Word for word, please restate the lines from the beginning of the data through the line in which "- Runtime values" appears.

━━━━━ Data excerpts ━━━━━

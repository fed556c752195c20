//! Sass/SCSS compilation facade.
//!
//! Copyright (c) 2025 Posit, PBC
//!
//! This crate mediates between caller-supplied stylesheet sources and a
//! Sass engine. It provides:
//! - Runtime values ([`Value`], [`SassMap`]) with engine-compatible
//!   literal rendering, for custom functions and map/list manipulation
//! - Immutable, builder-validated compilation options ([`Options`])
//! - Normalized compilation requests ([`StringContext`], [`FileContext`]
//!   and the closed [`Context`] sum)
//! - The [`Compiler`] entry point, dispatching contexts to an [`Engine`]
//!   adapter; [`GrassEngine`] is the bundled native backend
//!
//! Compile a string in two lines:
//!
//! ```
//! use sasskit::{Compiler, Options};
//!
//! let output = Compiler::new()
//!     .compile_string("body { color: red; }", &Options::default())
//!     .unwrap();
//! assert!(output.css().contains("color: red"));
//! ```

mod compile;
mod context;
mod engine;
mod error;
mod options;
mod value;

pub use compile::Compiler;
pub use context::{Charset, Context, ContextKind, FileContext, StringContext};
pub use engine::{Engine, GrassEngine, Output};
pub use error::{CompileError, ConfigError, SassError};
pub use options::{DEFAULT_PRECISION, HostFn, Options, OptionsBuilder, OutputStyle, SassFunction, Syntax};
pub use value::{SassMap, Separator, Value, ValueError, ValueKind};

━━━━━

**Result for this exercise:**
repository fed556c752195c20
//! Sass/SCSS compilation facade.
//!
//! Copyright (c) 2025 Posit, PBC
//!
//! This crate mediates between caller-supplied stylesheet sources and a
//! Sass engine. It provides:
//! - Runtime values ([`Value`], [`SassMap`]) with engine-compatible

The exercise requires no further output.